However, improvements in tracking and measurement improve accuracy that may not qualify as wisdom. Intelligence is a resource for being right. Wisdom is a resource for doing right. Systems designed to be right respond with kindness only if the expense of providing a kindness can be justified with measurable returns. Kindness, wisdom, and ethical decisions cost time and money that yield impossible to measure long-term collective returns. That means moral actions will never be fully justified with corporate metrics. Instead these metrics disrupt and re-categorize the expense of moral decisions – and morals can be very expensive—as unjustifiable expenses rather than worthy investments. The bottom line is that the high cost of protecting humanity from adverse events like pandemics and climate change will never “add up” as profitable on any single spreadsheet. Our survival depends on re-integrating moral reasoning into economic decisions.

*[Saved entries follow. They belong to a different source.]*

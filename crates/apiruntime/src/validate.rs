//! The validator adapter (SPEC_FULL.md §4.9).
//!
//! Validation runs *after* `unmarshal`, bridging each field's `#[validate(...)]`
//! attribute string to a small built-in rule engine. `location` is derived by
//! a structural walk over the field's own `FieldMetadata::location_prefix()`
//! (e.g. `body.email`, `query.ids[0]`) rather than string-matching a
//! namespace, resolving the open question in SPEC_FULL.md §9 in favor of the
//! structural approach.
//!
//! Built on `tag.rs`'s grammar directly: a `validate` attribute is itself a
//! tag string (`"required,email"`, `"min=3,max=50"`), parsed the same way as
//! `#[schema(...)]`.
use crate::problem::ErrorDetail;
use crate::tag;

/// What a field's runtime value looks like to the validator, independent of
/// its concrete Rust type. Implemented for every scalar/`Option` shape the
/// unmarshaler can produce; the derive macro calls `validate_field` only for
/// fields carrying a `#[validate(...)]` attribute, so unsupported shapes
/// (nested structs, readers) simply never appear here.
pub enum Target<'a> {
	Missing,
	Text(&'a str),
	Number(f64),
	Bool(bool),
}

pub trait ToTarget {
	fn to_target(&self) -> Target<'_>;
}

macro_rules! impl_to_target_numeric {
	($($t:ty),*) => {
		$(impl ToTarget for $t {
			fn to_target(&self) -> Target<'_> {
				Target::Number(*self as f64)
			}
		})*
	};
}
impl_to_target_numeric!(i8, i16, i32, i64, u8, u16, u32, u64, f32, f64);

impl ToTarget for String {
	fn to_target(&self) -> Target<'_> {
		Target::Text(self.as_str())
	}
}

impl ToTarget for bool {
	fn to_target(&self) -> Target<'_> {
		Target::Bool(*self)
	}
}

impl<T: ToTarget> ToTarget for Option<T> {
	fn to_target(&self) -> Target<'_> {
		match self {
			Some(v) => v.to_target(),
			None => Target::Missing,
		}
	}
}

impl<T: ToTarget> ToTarget for Vec<T> {
	fn to_target(&self) -> Target<'_> {
		if self.is_empty() { Target::Missing } else { Target::Number(self.len() as f64) }
	}
}

fn is_valid_email(s: &str) -> bool {
	let Some((local, domain)) = s.split_once('@') else { return false };
	!local.is_empty() && domain.contains('.') && !domain.starts_with('.') && !domain.ends_with('.')
}

/// Runs every rule named in `rule_tag` (a `validate`-grammar string) against
/// `value`, collecting one `ErrorDetail` per failing rule rather than
/// stopping at the first (SPEC_FULL.md §7 "Propagation": decoder and
/// validator errors are collected together).
pub fn validate_field<T: ToTarget>(value: &T, rule_tag: &str, location: &str) -> Vec<ErrorDetail> {
	let parsed = tag::parse(rule_tag);
	let target = value.to_target();
	let mut out = Vec::new();

	let required = parsed.has("required") || parsed.name.as_deref() == Some("required");
	if required && matches!(target, Target::Missing) {
		out.push(ErrorDetail { code: "required".to_string(), message: format!("{location} is required"), location: location.to_string() });
		return out;
	}
	if matches!(target, Target::Missing) {
		return out;
	}

	let wants_email = parsed.has("email") || parsed.name.as_deref() == Some("email");
	if wants_email {
		if let Target::Text(s) = target {
			if !is_valid_email(s) {
				out.push(ErrorDetail { code: "email".to_string(), message: format!("{location} must be a valid email"), location: location.to_string() });
			}
		}
	}

	if let Some(min) = parsed.get("min").and_then(|v| v.parse::<f64>().ok()) {
		let actual = match target {
			Target::Text(s) => Some(s.chars().count() as f64),
			Target::Number(n) => Some(n),
			_ => None,
		};
		if let Some(actual) = actual {
			if actual < min {
				out.push(ErrorDetail { code: "min".to_string(), message: format!("{location} must be at least {min}"), location: location.to_string() });
			}
		}
	}

	if let Some(max) = parsed.get("max").and_then(|v| v.parse::<f64>().ok()) {
		let actual = match target {
			Target::Text(s) => Some(s.chars().count() as f64),
			Target::Number(n) => Some(n),
			_ => None,
		};
		if let Some(actual) = actual {
			if actual > max {
				out.push(ErrorDetail { code: "max".to_string(), message: format!("{location} must be at most {max}"), location: location.to_string() });
			}
		}
	}

	out
}

#[cfg(test)]
mod tests {
	use super::*;

	#[test]
	fn required_missing_field_fails() {
		let v: Option<String> = None;
		let errs = validate_field(&v, "required", "body.email");
		assert_eq!(errs.len(), 1);
		assert_eq!(errs[0].code, "required");
	}

	#[test]
	fn email_rule_rejects_malformed_address() {
		// S5 in SPEC_FULL.md §8.
		let v = "not-an-email".to_string();
		let errs = validate_field(&v, "required,email", "body.email");
		assert_eq!(errs.len(), 1);
		assert_eq!(errs[0].code, "email");
	}

	#[test]
	fn valid_email_passes() {
		let v = "ada@example.com".to_string();
		assert!(validate_field(&v, "required,email", "body.email").is_empty());
	}

	#[test]
	fn min_max_bounds() {
		let v = 3i32;
		assert!(!validate_field(&v, "min=5", "query.count").is_empty());
		assert!(validate_field(&v, "min=1,max=10", "query.count").is_empty());
	}

	#[test]
	fn optional_absent_and_not_required_is_fine() {
		let v: Option<String> = None;
		assert!(validate_field(&v, "email", "body.nickname").is_empty());
	}
}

I recommend storytellers keep two sets of books, one for easy-to-measure criteria and one to represent meaningful goals that cannot be measured. That way, we can pursue short-term metrics without forgetting that stories also produce long-range outcomes that are impossible to measure in meaningful terms. When we subject ourselves to systems that only fund measurable goals, transcendent moral goals like justice, equality, and human rights are left unfunded and people begin to feel isolated and unengaged.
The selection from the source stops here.